Zara leaves her great-grandmother’s room in deep perplexity. Did they all conspire to have the same talk with her today, only in different ways? Never before in her life has her maternal family put so much pressure on her to marry. Why now? Why did Sasha try to reach her now? Did he talk with them all? The thought angers her as she pulls her red pickup truck out of the shed.
Mehhh. She kisses her babies goodbye and helps her three mothers safely inside the truck cab. And as the sun begins to set, Zara drives them to meet Aunt Leyla, who keeps an apartment in the city of Siirt. The custom-built truck is one of only two gifts she has kept from her days with Sasha. Zara spies a MoxWrap hiding under her mother’s sleeve.
“Mama, why are you wearing that device? Did we not discuss never, ever using these instruments again? He can track us now,” Zara cries.
In the front seat next to Zara, Maryam only tries to hide the device under her right hand as she says, “But Zara, I only wanted to ensure we are in constant contact with your aunt Leyla. She says people in town are wary of the public festival for fear of possible attack by the Turks seeking to reclaim the new Anatolian Kurdish State, or by assassins from the Daesh offshoot groups operating from within the Arabic Confederation seeking to destabilize the new country.”

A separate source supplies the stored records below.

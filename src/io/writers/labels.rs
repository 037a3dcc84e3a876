use std::fmt::Display;
use std::fs::File;
use std::io::{BufWriter, Write};
use std::path::{Path, PathBuf};

use tracing::debug;

use crate::error::Result;

/// Line-oriented `key value` file written alongside a feature archive.
pub struct LabelWriter {
    path: PathBuf,
    inner: BufWriter<File>,
    count: usize,
}

impl LabelWriter {
    pub fn create(path: &Path) -> Result<Self> {
        let file = File::create(path)?;
        Ok(Self {
            path: path.to_path_buf(),
            inner: BufWriter::new(file),
            count: 0,
        })
    }

    pub fn write<V: Display>(&mut self, key: &str, value: V) -> Result<()> {
        writeln!(self.inner, "{} {}", key, value)?;
        self.count += 1;
        Ok(())
    }

    pub fn finish(mut self) -> Result<usize> {
        self.inner.flush()?;
        debug!("Wrote {} labels to {:?}", self.count, self.path);
        Ok(self.count)
    }
}

#[cfg(test)]
mod tests {
    use super::*;

    #[test]
    fn writes_key_value_lines() {
        let dir = tempfile::tempdir().unwrap();
        let path = dir.path().join("labels.txt");
        let mut w = LabelWriter::create(&path).unwrap();
        w.write("00000001", 3).unwrap();
        w.write("00000002", "a01-000u-00").unwrap();
        assert_eq!(w.finish().unwrap(), 2);
        assert_eq!(
            std::fs::read_to_string(&path).unwrap(),
            "00000001 3\n00000002 a01-000u-00\n"
        );
    }
}
//! Decomposition-matrix builder: lexicon and phone-list parsing plus the
//! matrix fill that feeds the fixed affine layer of the network.
pub mod lexicon;
pub mod matrix;
pub mod phones;

pub use lexicon::{Decomposition, Lexicon};
pub use matrix::{DecompositionMatrix, SlotLayout};
pub use phones::{PdfEntry, PhoneList};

From the backseat, Roza says, “Maryam is right. We need to stay in contact with our family. I cannot forget those days when Turkish helicopters came from the skies decades ago. The sound still haunts my generation.”
“And dearest Zara, perhaps you were too young to remember Saddam’s helicopters when they attacked us in Duhok Province,” Maryam exclaims, her voice cracking with terror.
Zara shivers, not from the flimsiness of her blouse but at her own memories of the helicopters, and the men who led her father to his death. She reaches over to turn her mother’s MoxWrap off.
But it’s too late. As if the conversation were prophetic, the distinct throbbing of air pounds their ears. Dust whips up around them as a helicopter descends, taking a parallel path to theirs and shining lasers into their windows. Zara recognizes these as laser microphones, listening in on their conversation, which has turned into gasps.
The beast from the sky speeds up and then lands, blocking the road. Zara engages in emergency braking maneuvers. Men in dark uniforms jump out of the helicopter and surround the car.
Zara spies the same horror on her mother’s face as she had when her father had been taken away to be tortured. Maryam stifles a scream.
Zara finds her backup gun under her seat but looks at her terrified family and weighs the consequences of a firefight. One pistol versus three heavily armed men. Three years ago, there’d have been no question. But now, she has not fired this gun in over three years. She puts it away to save her family, for she will need to submit her body again to save the ones she loves most.
The dark man next to Zara’s window yells something in Russian, tapping the glass.
Maryam screams again as Roza holds on to Sara, shielding her from the eventual bullets.
Looking around at her family, who have lived out this scenario too many times in their lives, Zara says, “Stay in the truck. You will be safe if I go with them.”
As Zara leaves the truck cab willingly, perhaps sacrificing her life for theirs, Maryam screams out, “I can’t bear losing you too. Is Xwedê not satisfied with taking my son and my husband? Not my only daughter as well.”